畳張りの一室に、敷かれた座布団の上に正座して辺りを見渡す。
「ここは前の人が住んでいたお家でね、さっきまでいた主屋は大作さんが建てた家で」
「前の人……? ぶどう園は祐太郎のお祖父様から継がれたのではないんですか?」
「うん、このぶどう園は後継者がいなかったところを、赤の他人だった大作さんと私が引き継いだの。私も大作さんも都会の生まれだったから、どこか身を隠せる静かな場所を探していたから」
「身を隠すため……。大変だったんですね」
「引退後はどうしても狙われちゃうから。絢音ちゃんもそうだったでしょ?」
「……ですね」
あたしも引退後は熱りが冷めるまで1年間海外へ出たし、あそこで日本に居続けてたら、今ここに居なかったかもしれない。

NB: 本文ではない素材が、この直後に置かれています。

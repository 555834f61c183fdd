//! Break-of-structure scan.

use std::num::NonZeroUsize;

use market_data_ingestor::models::bar::Bar;

use crate::signals::{Direction, StructureBreak};

/// Window used when the caller does not pick one.
pub const DEFAULT_WINDOW: NonZeroUsize = NonZeroUsize::new(3).unwrap();

/// Scans `bars` for highs above and lows below the trailing `window` bars.
///
/// For each index `i` in `window..len - window` the bar is compared against
/// `bars[i - window..i]` only, so no future bar is ever consulted. The last
/// `window` bars are never scanned, and a series of `2 * window` bars or fewer
/// yields nothing.
///
/// Both directions are checked independently: a bar that engulfs its whole
/// window emits an UP break followed by a DOWN break at the same time. Ties
/// with the window extreme do not count.
///
/// Bars are not validated. NaN prices compare false and suppress the signal.
pub fn detect_structure_breaks(bars: &[Bar], window: NonZeroUsize) -> Vec<StructureBreak> {
    let window = window.get();
    if bars.len() <= window.saturating_mul(2) {
        return Vec::new();
    }

    let mut signals = Vec::new();
    for i in window..bars.len() - window {
        let prior = &bars[i - window..i];
        let bar = &bars[i];

        if let Some(prior_high) = extreme(prior.iter().map(|b| b.high), |candidate, best| candidate > best) {
            if bar.high > prior_high {
                signals.push(StructureBreak {
                    time: bar.timestamp,
                    price: bar.high,
                    direction: Direction::Up,
                });
            }
        }

        if let Some(prior_low) = extreme(prior.iter().map(|b| b.low), |candidate, best| candidate < best) {
            if bar.low < prior_low {
                signals.push(StructureBreak {
                    time: bar.timestamp,
                    price: bar.low,
                    direction: Direction::Down,
                });
            }
        }
    }

    signals
}

// Keeps the first value and replaces it only when `better` holds, so a NaN in
// the window behaves the same way on every run.
fn extreme(values: impl Iterator<Item = f64>, better: impl Fn(f64, f64) -> bool) -> Option<f64> {
    values.fold(None, |best, value| match best {
        Some(current) if !better(value, current) => Some(current),
        _ => Some(value),
    })
}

「絢音ちゃん。さっきは祐太郎にあなたを守れ、だなんて強気で言っちゃったけど、あの子にも限界があると思うの。だから大学卒業後は、ゆーちゃんと一緒にここで働かない?」
「このぶどう園で……祐太郎と?」
「うん。いずれそうなるだろうし、早い方がいいと思うから」
ゆ、祐太郎と一緒にぶどうを作りながら山梨でスローライフ……。
あたしの脳内に突然浮かんだ妄想。
作業着姿の祐太郎とあたしは、手を取り合いながら、1年かけてぶどうを作り上げる日々を送っていた。
そして、ついにできた瑞々しいぶどうを2人で見上げながら、こう話す。
『絢音……これが俺たちの作ったぶどうだ』
『うんっ。最初はどうなるかと思ったけど、ちゃんと作れて良かったね?』
『……おう。そうだな』
『祐太郎?』
『あ、あのさ……ぶどうもいいけど、そろそろ俺たちはあっちも……頑張らないといけねえかなって』
祐太郎はちょっと恥じらいながら、ぶどうを手に取り呟く。
あっちって……そういうこと、だよね。
『こ、今夜、どうだ?』
『うん……優しく、してね』
「はぁ〜〜良すぎ」
「あ、絢音ちゃん? 口開いてるけど」
「ひゃっ! す、すみません!」
お母さんは苦笑しながらあたしを呼び戻してくれた。
やばい、若干引かれたかも……っ。
「それでどうかな? 絢音ちゃん」
「お母さん、有り難いお話ですが……今のあたしには決められません。あたしは、今もこれからも祐太郎が進む道を尊重します」
「……そうね。将来のことを話すには早計すぎたかしらね」
「い、いえ……理由は他にもあって」
「他にも?」
「実はあたし、何か新しいことを始めようかなって思ってて」
「新しいことって、芸能界に復帰するとかじゃないってことよね?」
「復帰は絶対に無いですけど、新しい道を模索したいというか……祐太郎があんなに頑張ってて、あたしを守ってくれてるのに、家事をして応援してるだけなんて……。あたしの方がお姉さんなのに格好がつかないですから!」
そう、あたしは祐太郎よりお姉さんなんだから、もっと祐太郎を引っ張っていかないと。
「ふふっ。ゆうちゃんもいいお嫁さん貰ったわねぇ……」
「そ、そんな、こと、ないです」
お嫁さん……っ!
もし自分に尻尾があったら、プルプル振ってしまうそうなほど嬉しかった。
「あっやねちゃーん! あーしと一緒にお風呂入るしー!」
急に和室の襖がパシャっと開け放たれ、廊下から水羽ちゃんが顔を出した。
「こら水羽! 大切なお話をしてるのに入って来ないの!」
「えー? でも1番風呂じゃないとパパの後風呂になっちゃうし」
「それは絶対にダメね。ゆーちゃんの大切な彼女さんを大作さんの後に入れるなんて可哀想よ」
「お、お父さん聞いたら泣きますよそれ」
あたしは水羽ちゃんに手を引かれてお風呂に向かった。